ニュース

太陽光パネルのリサイクル世界市場、3億2500万ドル超に

2020/09/17 20:35
工藤宗介=技術ライター
印刷用ページ
米国・カナダの太陽光パネルリサイクル市場2018~2027年
(出所:リサーチ・ネスター)
クリックすると拡大した画像が開きます

 米調査会社リサーチ・ネスター(Research Nester)は9月14日、世界での太陽光パネルのリサイクル市場は、2019~2027年に年平均成長率(CAGR)約21.4%で拡大し、2027年までには3億2500万米ドルを超えるとの予測を発表した。

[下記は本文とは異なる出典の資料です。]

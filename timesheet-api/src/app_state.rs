use std::sync::Arc;

use crate::domain::ports::inbound::TimesheetService;

#[derive(Clone)]
pub struct AppState {
    pub timesheet_service: Arc<dyn TimesheetService>,
}

impl AppState {
    pub fn new(timesheet_service: Arc<dyn TimesheetService>) -> Self {
        Self { timesheet_service }
    }
}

 太陽光パネルは、約30年のライフサイクルの後に大量の廃棄物が発生すると予想されており、世界中で環境問題を引き起こすと懸念される。国際再生可能エネルギー機関(IRENA)によると、2050年までに世界中で発生する太陽光パネル廃棄物の総量は7800万tと推定される。

 太陽光パネルの埋立処理は汚染の原因になると考えられ、多くの国で回収・リサイクルに向けた取り組みが進められている。効果的な廃棄物規制と、太陽光パネルのリサイクル関連の投資の増加は、将来の市場の成長を後押しすると予想される。

 その一方で、太陽光パネルのリサイクルに関する研究開発には膨大な投資が必要となる。また、太陽光パネルのリサイクルに必要な技術やインフラが不足している。これらの課題が、予想期間中の市場成長の阻害要因になると考えられる。

 地域別では、北米市場は地域の厳しいリサイクル規制と太陽光パネルの使用拡大により、大きく成長すると予想される。また、インドや中国など太陽光パネルの採用が拡大している新興国では今後数年間で大きな成長機会が生まれると予想され、アジア太平洋地域市場を後押しするという。